Une crise de la dette publique est également possible. Elle survient quand un pays ne peut plus continuer à financer son déficit budgétaire par un supplément d’endettement public. Le symptôme d’une telle crise est la hausse des taux d’intérêt à long terme.
L’Espagne, le Portugal et la Grèce étaient dans cette situation dans les années 2010 et 2013. Ils cumulaient les deux types de crise. Leurs déficits publics étaient alors supérieurs à 8 % du PIB. Le cumul des deux types de crises les exposait doublement à la montée des écarts de taux avec ceux de l’Allemagne. Comme pour une crise des paiements extérieurs, la solution passe par une politique budgétaire restrictive. La conséquence avait été un repli du PIB pour la Grèce, l’Epargne, le Portugal et l’Italie entre 2010 et 2016. Le recul du PIB a alors été de 2 à 3 points en Italie et au Portugal, de près de 10 points en Espagne et de près de 20 points en Grèce. En 2022, tous ces pays ont un PIB supérieur à celui de 2010, à l’exception de la Grèce. Ce dernier pays est le seul des États d’Europe du Sud à avoir connu une restructuration de la dette publique en 2011-2012, qui s’est accompagnée d’une forte contraction des dépenses publiques (-30 %).

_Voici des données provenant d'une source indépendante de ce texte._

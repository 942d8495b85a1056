//! Reference provider adapters (§10.6): deterministic, dependency-free
//! stand-ins so the crate runs end-to-end without external STT/LLM/TTS
//! services. Not production providers — see `DESIGN.md`.

use async_trait::async_trait;
use bytes::Bytes;
use tokio::sync::mpsc;
use tokio_util::sync::CancellationToken;

use super::{GenerationEvent, LanguageModel, Message, Role, SpeechToText, TextToSpeech, TranscriptEvent};
use crate::error::{AspError, AspResult};

const PHRASES: &[&str] = &[
    "I didn't catch that, could you repeat it?",
    "Sure, I can help with that.",
    "Let me look into that for you.",
    "Got it, one moment please.",
];

/// "Transcribes" by mapping the utterance's frame count onto a fixed phrase
/// table — deterministic, no model dependency.
pub struct EchoSpeechToText;

#[async_trait]
impl SpeechToText for EchoSpeechToText {
    async fn transcribe(
        &self,
        mut audio: mpsc::Receiver<Bytes>,
        _language: Option<String>,
        cancel: CancellationToken,
    ) -> AspResult<mpsc::Receiver<TranscriptEvent>> {
        let (tx, rx) = mpsc::channel(4);
        tokio::spawn(async move {
            let mut frame_count: usize = 0;
            loop {
                tokio::select! {
                    _ = cancel.cancelled() => return,
                    frame = audio.recv() => match frame {
                        Some(_) => frame_count += 1,
                        None => break,
                    }
                }
            }

            let phrase = PHRASES[frame_count % PHRASES.len()];
            let _ = tx.send(TranscriptEvent::Partial(phrase.to_string())).await;
            let _ = tx.send(TranscriptEvent::Final(phrase.to_string())).await;
            let _ = tx.send(TranscriptEvent::EndOfUtterance).await;
        });
        Ok(rx)
    }
}

/// Streams a canned or templated reply character-by-character. Can be
/// configured to simulate `Unavailable` for the provider-failure scenario
/// (§8 scenario 3).
pub struct ScriptedLanguageModel {
    simulate_unavailable: bool,
}

impl ScriptedLanguageModel {
    pub fn new() -> Self {
        Self {
            simulate_unavailable: false,
        }
    }

    pub fn simulating_unavailable() -> Self {
        Self {
            simulate_unavailable: true,
        }
    }

    fn reply_for(transcript: &str) -> String {
        format!("You said: {transcript}. Here is a response to that.")
    }
}

impl Default for ScriptedLanguageModel {
    fn default() -> Self {
        Self::new()
    }
}

#[async_trait]
impl LanguageModel for ScriptedLanguageModel {
    async fn generate(
        &self,
        messages: Vec<Message>,
        cancel: CancellationToken,
    ) -> AspResult<mpsc::Receiver<GenerationEvent>> {
        if self.simulate_unavailable {
            return Err(AspError::ProviderUnavailable("scripted LLM is offline".into()));
        }

        let transcript = messages
            .iter()
            .rev()
            .find(|m| m.role == Role::User)
            .map(|m| m.content.clone())
            .unwrap_or_default();

        let (tx, rx) = mpsc::channel(16);
        tokio::spawn(async move {
            let reply = Self::reply_for(&transcript);
            for ch in reply.chars() {
                if cancel.is_cancelled() {
                    return;
                }
                if tx.send(GenerationEvent::Text(ch.to_string())).await.is_err() {
                    return;
                }
            }
            let _ = tx.send(GenerationEvent::End).await;
        });
        Ok(rx)
    }

    async fn summarize(&self, messages: Vec<Message>) -> AspResult<String> {
        let turns = messages.len();
        Ok(format!("[summary of {turns} earlier turns]"))
    }
}

/// Synthesises a fixed tone (or silence) waveform framed at 20ms, streaming
/// frames as they're generated and honouring cancellation promptly.
pub struct ToneTextToSpeech {
    amplitude: i16,
    frame_ms: u32,
}

impl ToneTextToSpeech {
    pub fn new() -> Self {
        Self {
            amplitude: 4000,
            frame_ms: crate::protocol_constants::DEFAULT_FRAME_MS,
        }
    }
}

impl Default for ToneTextToSpeech {
    fn default() -> Self {
        Self::new()
    }
}

#[async_trait]
impl TextToSpeech for ToneTextToSpeech {
    async fn synthesize(
        &self,
        text_chunk: String,
        _voice: Option<String>,
        sample_rate: u32,
        cancel: CancellationToken,
    ) -> AspResult<mpsc::Receiver<Bytes>> {
        // One 20ms frame per 3 characters of the chunk, a deterministic
        // stand-in for "time to speak this text".
        let frame_count = (text_chunk.len() / 3).max(1);
        let samples_per_frame = ((sample_rate as u64 * self.frame_ms as u64) / 1000) as usize;
        let amplitude = self.amplitude;

        let (tx, rx) = mpsc::channel(8);
        tokio::spawn(async move {
            for i in 0..frame_count {
                if cancel.is_cancelled() {
                    return;
                }
                let mut buf = Vec::with_capacity(samples_per_frame * 2);
                for s in 0..samples_per_frame {
                    let phase = ((i * samples_per_frame + s) as f32) * 0.2;
                    let sample = (phase.sin() * amplitude as f32) as i16;
                    buf.extend_from_slice(&sample.to_le_bytes());
                }
                if tx.send(Bytes::from(buf)).await.is_err() {
                    return;
                }
            }
        });
        Ok(rx)
    }
}

#[cfg(test)]
mod tests {
    use super::*;

    #[tokio::test]
    async fn echo_stt_emits_final_and_end_of_utterance() {
        let (audio_tx, audio_rx) = mpsc::channel(4);
        audio_tx.send(Bytes::from_static(&[0; 10])).await.unwrap();
        drop(audio_tx);

        let stt = EchoSpeechToText;
        let mut events = stt
            .transcribe(audio_rx, None, CancellationToken::new())
            .await
            .unwrap();

        let mut saw_final = false;
        let mut saw_end = false;
        while let Some(event) = events.recv().await {
            match event {
                TranscriptEvent::Final(_) => saw_final = true,
                TranscriptEvent::EndOfUtterance => saw_end = true,
                _ => {}
            }
        }
        assert!(saw_final && saw_end);
    }

    #[tokio::test]
    async fn scripted_llm_streams_text_then_end() {
        let llm = ScriptedLanguageModel::new();
        let messages = vec![Message {
            role: Role::User,
            content: "hello".into(),
        }];
        let mut events = llm.generate(messages, CancellationToken::new()).await.unwrap();

        let mut saw_text = false;
        let mut saw_end = false;
        while let Some(event) = events.recv().await {
            match event {
                GenerationEvent::Text(_) => saw_text = true,
                GenerationEvent::End => saw_end = true,
                _ => {}
            }
        }
        assert!(saw_text && saw_end);
    }

    #[tokio::test]
    async fn scripted_llm_can_simulate_unavailable() {
        let llm = ScriptedLanguageModel::simulating_unavailable();
        let err = llm.generate(vec![], CancellationToken::new()).await.unwrap_err();
        assert!(matches!(err, AspError::ProviderUnavailable(_)));
    }

    #[tokio::test]
    async fn tone_tts_streams_frames_of_expected_size() {
        let tts = ToneTextToSpeech::new();
        let mut frames = tts
            .synthesize("hello there".into(), None, 16_000, CancellationToken::new())
            .await
            .unwrap();

        let frame = frames.recv().await.unwrap();
        assert_eq!(frame.len(), 320 * 2); // 16kHz, 20ms, 16-bit
    }

    #[tokio::test]
    async fn tone_tts_stops_promptly_on_cancellation() {
        let tts = ToneTextToSpeech::new();
        let cancel = CancellationToken::new();
        cancel.cancel();
        let mut frames = tts
            .synthesize("a very long chunk of text indeed".into(), None, 16_000, cancel)
            .await
            .unwrap();
        assert!(frames.recv().await.is_none());
    }
}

En 2023, une crise de balance des paiements a peu de risque de survenir. L’Espagne, l’Italie, le Portugal sont à l’équilibre voire en léger excédent. Les seuls pays à enregistrer un déficit en la matière sont la Grèce et la France mais la situation de l’une comme de l’autre n’inspire pas, en l’état, de crainte particulière. Le déficit de la balance des paiements la France s’élève à un point de PIB. Si celui de la Grèce a pu atteindre jusqu’à 7 points de PIB en rythme mensuel au moment de la hausse de l’énergie, il tend à se réduire rapidement.
La hausse des taux d’intérêt conjuguée laisse néanmoins planer une menace de tensions sur le front des dettes publiques avec la persistance de déficits élevés en France comme en Italie. Le taux d’endettement public représente 160 % du PIB en Grèce, 140 % en Italie, 113 % en France 112 % en Espagne et 110 % au Portugal. Le maintien d’un fort volant d’épargne préserve, pour le moment, ces pays d’une crise des finances publiques.
Productivité, trou d’air ou rupture ?
La productivité baisse dans la zone euro depuis au moins quatre ans. Pour certains, ce phénomène préjudiciable pour la croissance est temporaire et ne doit pas être exagéré ; pour d’autres, il marque une réelle rupture économique et est porteur d’un déclin. Les prévisionnistes sont hésitants sur l’évolution de la productivité que ce soit en France ou dans la zone euro. Les optimistes mettent en avant l’inflexion de deux facteurs qui auraient affaibli la productivité depuis 2020, à savoir la rétention d’emplois dans les entreprises et la survie d’entreprises zombies. Les pessimistes avancent que la stagnation de la productivité dans la zone euro date non pas de 2020 mais de 2017, et qu’elle est la conséquence de facteurs structurels.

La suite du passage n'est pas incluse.